# [TASK BRIEF]
Answer with one number only: the count of lines below that hold the word "underlying".

Items from a data source
★ ★ ★ ★

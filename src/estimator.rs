//! The per-tick entry point of the altitude filter.

use crate::config::{FilterConfig, HeightLossPolicy};
use crate::error::FilterError;
use crate::kalman::FilterState;
use crate::noise_schedule::{reset_on_transition, NoiseSchedule, ResetKind};
use crate::num_traits::FilterScalar;
use crate::types::{FilterInput, FlightPhase, StateEstimate};

/// An altitude estimator fusing averaged acceleration and `BARO` barometers.
///
/// Each call to [`step`](Self::step) decides from the sensor faults which prediction and
/// update to run and sequences them.
#[derive(Debug, Clone)]
pub struct AltitudeEstimator<T, const BARO: usize> {
    filter: FilterState<T, BARO>,
    noise_schedule: Option<NoiseSchedule<T>>,
    tolerated_barometer_faults: usize,
    height_loss: HeightLossPolicy,
    /// The flight phase of the previous tick.
    phase: Option<FlightPhase>,
}

impl<T, const BARO: usize> AltitudeEstimator<T, BARO>
where
    T: FilterScalar,
{
    /// Initializes a new instance of the [`AltitudeEstimator`] struct.
    ///
    /// ## Arguments
    /// * `sampling_period` - The fixed time between two ticks, in seconds.
    /// * `config` - The filter tuning.
    pub fn new(sampling_period: T, config: &FilterConfig<T>) -> Self {
        Self {
            filter: FilterState::new(sampling_period, config),
            noise_schedule: config.noise_schedule,
            tolerated_barometer_faults: config.tolerated_barometer_faults,
            height_loss: config.height_loss,
            phase: None,
        }
    }

    /// Runs one filter tick and returns the corrected state.
    ///
    /// On error the corrected state is left at a well-defined value (see [`FilterError`]) and
    /// the next tick proceeds normally.
    pub fn step<const IMU: usize, const ACC: usize, const MAG: usize>(
        &mut self,
        input: &FilterInput<T, IMU, ACC, BARO, MAG>,
    ) -> Result<StateEstimate<T>, FilterError> {
        self.apply_phase(input.phase);

        if input.faults.all_acceleration_faulty() {
            log::warn!("All acceleration sensors are faulty, freezing prediction");
            self.filter.freeze_prediction();
        } else {
            self.filter.predict(input.acceleration);
        }

        self.correct(&input.faults.active_barometers(), &input.heights)?;
        Ok(self.filter.estimate())
    }

    /// Handles flight phase transitions and schedules the measurement noise.
    fn apply_phase(&mut self, phase: FlightPhase) {
        if self.phase != Some(phase) {
            log::debug!("Flight phase changed from {:?} to {:?}", self.phase, phase);
        }

        match reset_on_transition(self.phase, phase) {
            Some(ResetKind::Full) => self.filter.reset(),
            Some(ResetKind::Ignition) => self.filter.reset_for_ignition(),
            None => {}
        }
        self.phase = Some(phase);

        let Some(schedule) = &self.noise_schedule else {
            return;
        };

        let velocity = self.filter.estimate().velocity;
        if let Some(noise) = schedule.measurement_noise(phase, velocity) {
            log::trace!("Scheduled measurement noise {:?}", noise);
            self.filter.set_measurement_noise(noise);
        }
    }

    /// Runs the update variant the barometer faults allow.
    fn correct(&mut self, active: &[bool; BARO], heights: &[T; BARO]) -> Result<(), FilterError> {
        let faulty = active.iter().filter(|&&is_active| !is_active).count();

        if faulty == BARO {
            return match self.height_loss {
                HeightLossPolicy::TrustPrediction => {
                    log::warn!("All barometers are faulty, trusting prediction");
                    self.filter.trust_prediction();
                    Ok(())
                }
                HeightLossPolicy::Reject => {
                    log::error!("All barometers are faulty");
                    Err(FilterError::AllBarometersFaulty)
                }
            };
        }

        if faulty > self.tolerated_barometer_faults {
            log::error!(
                "{} barometers are faulty, at most {} can be eliminated",
                faulty,
                self.tolerated_barometer_faults
            );
            return Err(FilterError::UnsupportedBarometerFaults {
                faulty,
                tolerated: self.tolerated_barometer_faults,
            });
        }

        self.filter.update_active(active, heights)
    }

    /// Gets the corrected state estimate.
    pub fn estimate(&self) -> StateEstimate<T> {
        self.filter.estimate()
    }

    /// Gets the flight phase of the last tick.
    pub fn phase(&self) -> Option<FlightPhase> {
        self.phase
    }

    /// Gets the underlying filter.
    pub fn filter(&self) -> &FilterState<T, BARO> {
        &self.filter
    }

    /// Gets the underlying filter for manual resets.
    pub fn filter_mut(&mut self) -> &mut FilterState<T, BARO> {
        &mut self.filter
    }
}
use crate::num_traits::{BarometricConstants, FilterScalar, StandardGravity};

/// Converts the reading of the calibrated accelerometer axis into vertical acceleration.
///
/// ## Arguments
/// * `reading` - The acceleration along the axis most aligned with the vertical, in m/s².
/// * `calibration_factor` - The cosine of the angle between that axis and the vertical.
pub fn vertical_acceleration<T>(reading: T, calibration_factor: T) -> T
where
    T: FilterScalar + StandardGravity<T>,
{
    reading / calibration_factor - T::GRAVITY
}

/// Calculates the height above the reference pressure level with the barometric formula.
///
/// ## Arguments
/// * `reference_pressure` - The pressure at ground level, in Pa.
/// * `pressure` - The current pressure, in Pa.
/// * `reference_temperature` - The temperature at ground level, in °C.
pub fn altitude_above_ground<T>(reference_pressure: T, pressure: T, reference_temperature: T) -> T
where
    T: FilterScalar + BarometricConstants<T>,
{
    let ratio = (pressure / reference_pressure).powf(T::PRESSURE_EXPONENT);
    -(ratio - T::one()) * (reference_temperature + T::CELSIUS_TO_KELVIN) / T::LAPSE_RATE
}

/// Calculates the height above ground of every barometer.
pub fn heights_above_ground<T, const BARO: usize>(
    reference_pressure: T,
    pressures: &[T; BARO],
    reference_temperature: T,
) -> [T; BARO]
where
    T: FilterScalar + BarometricConstants<T>,
{
    pressures.map(|pressure| {
        altitude_above_ground(reference_pressure, pressure, reference_temperature)
    })
}
//! Detect a target tool's executable and version.

use std::path::{Path, PathBuf};
use std::process::Command;

/// Look for `name` on `PATH`, then in common per-user install locations.
pub fn find_executable(name: &str, extra_dirs: &[PathBuf]) -> Option<PathBuf> {
    let candidates = |dir: &Path| -> Vec<PathBuf> {
        if cfg!(windows) {
            ["exe", "cmd", "bat"]
                .iter()
                .map(|ext| dir.join(format!("{name}.{ext}")))
                .collect()
        } else {
            vec![dir.join(name)]
        }
    };
    let path_dirs = std::env::var_os("PATH")
        .map(|p| std::env::split_paths(&p).collect::<Vec<_>>())
        .unwrap_or_default();
    path_dirs
        .iter()
        .chain(extra_dirs)
        .flat_map(|d| candidates(d.as_path()))
        .find(|p| p.is_file())
}

/// Run `<exe> --version` and pull a version token from its output.
pub fn probe_version(exe: &Path) -> Option<String> {
    let output = match Command::new(exe).arg("--version").output() {
        Ok(o) => o,
        Err(e) => {
            tracing::debug!("failed to run {} --version: {}", exe.display(), e);
            return None;
        }
    };
    if !output.status.success() {
        tracing::debug!("{} --version exited with {}", exe.display(), output.status);
        return None;
    }
    let stdout = String::from_utf8_lossy(&output.stdout);
    let raw = if stdout.trim().is_empty() {
        String::from_utf8_lossy(&output.stderr).into_owned()
    } else {
        stdout.into_owned()
    };
    tracing::debug!("{} --version: {}", exe.display(), raw.trim());
    extract_version(&raw)
}

fn looks_like_version(s: &str) -> bool {
    s.contains('.')
        && s.starts_with(|c: char| c.is_ascii_digit())
        && s.chars().all(|c| c.is_ascii_digit() || c == '.')
}

/// Extract `1.2.3` from outputs like `droid 1.2.3`, `opencode/0.15.8 linux`,
/// or `v0.3.1`.
pub fn extract_version(raw: &str) -> Option<String> {
    for token in raw.split_whitespace() {
        let token = token.trim_start_matches('v');
        if looks_like_version(token) {
            return Some(token.to_string());
        }
        if let Some((_, after)) = token.split_once('/')
            && looks_like_version(after.trim_start_matches('v'))
        {
            return Some(after.trim_start_matches('v').to_string());
        }
    }
    let digits: String = raw
        .chars()
        .skip_while(|c| !c.is_ascii_digit())
        .take_while(|c| c.is_ascii_digit() || *c == '.')
        .collect();
    digits.contains('.').then_some(digits)
}

#[cfg(test)]
mod tests {
    use super::*;

    #[test]
    fn version_forms() {
        assert_eq!(extract_version("0.22.3\n").as_deref(), Some("0.22.3"));
        assert_eq!(extract_version("droid v1.4.0").as_deref(), Some("1.4.0"));
        assert_eq!(
            extract_version("opencode/0.15.8 linux-x64").as_deref(),
            Some("0.15.8")
        );
        assert_eq!(extract_version("build(2.1.0-beta)").as_deref(), Some("2.1.0"));
        assert_eq!(extract_version("no version here"), None);
    }

    #[test]
    fn finds_executable_in_extra_dir() {
        let dir = tempfile::tempdir().unwrap();
        let name = if cfg!(windows) { "fake-tool.exe" } else { "fake-tool" };
        std::fs::write(dir.path().join(name), "").unwrap();
        let found = find_executable("fake-tool", &[dir.path().to_path_buf()]);
        assert!(found.is_some());
        assert!(find_executable("surely-not-installed-xyz", &[]).is_none());
    }
}
use serde::Deserialize;

use crate::model::{CanonicalModel, TargetKind};

/// Source of canonical models and proxy credentials for one sync session.
pub trait ModelCatalog: Send + Sync {
    /// Models in catalog order.
    fn list_models(&self) -> Vec<CanonicalModel>;
    /// Proxy base URL formatted for `target`.
    fn base_url(&self, target: TargetKind) -> String;
    fn api_key(&self) -> String;
}

/// On-disk catalog (`catalog.toml`).
#[derive(Debug, Clone, Default, Deserialize)]
pub struct RawCatalogFile {
    #[serde(default)]
    pub proxy_url: Option<String>,
    #[serde(default)]
    pub api_key: Option<String>,
    #[serde(default)]
    pub models: Vec<CanonicalModel>,
}

/// Catalog snapshot held in memory.
#[derive(Debug, Clone, PartialEq, Eq)]
pub struct FileCatalog {
    pub proxy_url: String,
    pub api_key: String,
    pub models: Vec<CanonicalModel>,
}

impl ModelCatalog for FileCatalog {
    fn list_models(&self) -> Vec<CanonicalModel> {
        self.models.clone()
    }

    fn base_url(&self, target: TargetKind) -> String {
        format_proxy_url(&self.proxy_url, target)
    }

    fn api_key(&self) -> String {
        self.api_key.clone()
    }
}

/// Droid takes the URL as-is minus trailing slashes; OpenCode also drops a
/// trailing `/v1`, since the synthesizer re-adds it per family.
pub fn format_proxy_url(url: &str, target: TargetKind) -> String {
    let trimmed = url.trim().trim_end_matches('/');
    match target {
        TargetKind::Droid => trimmed.to_string(),
        TargetKind::OpenCode => trimmed.strip_suffix("/v1").unwrap_or(trimmed).to_string(),
    }
}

★ ★ ★ ★

# [EXPECTED ANSWER]
2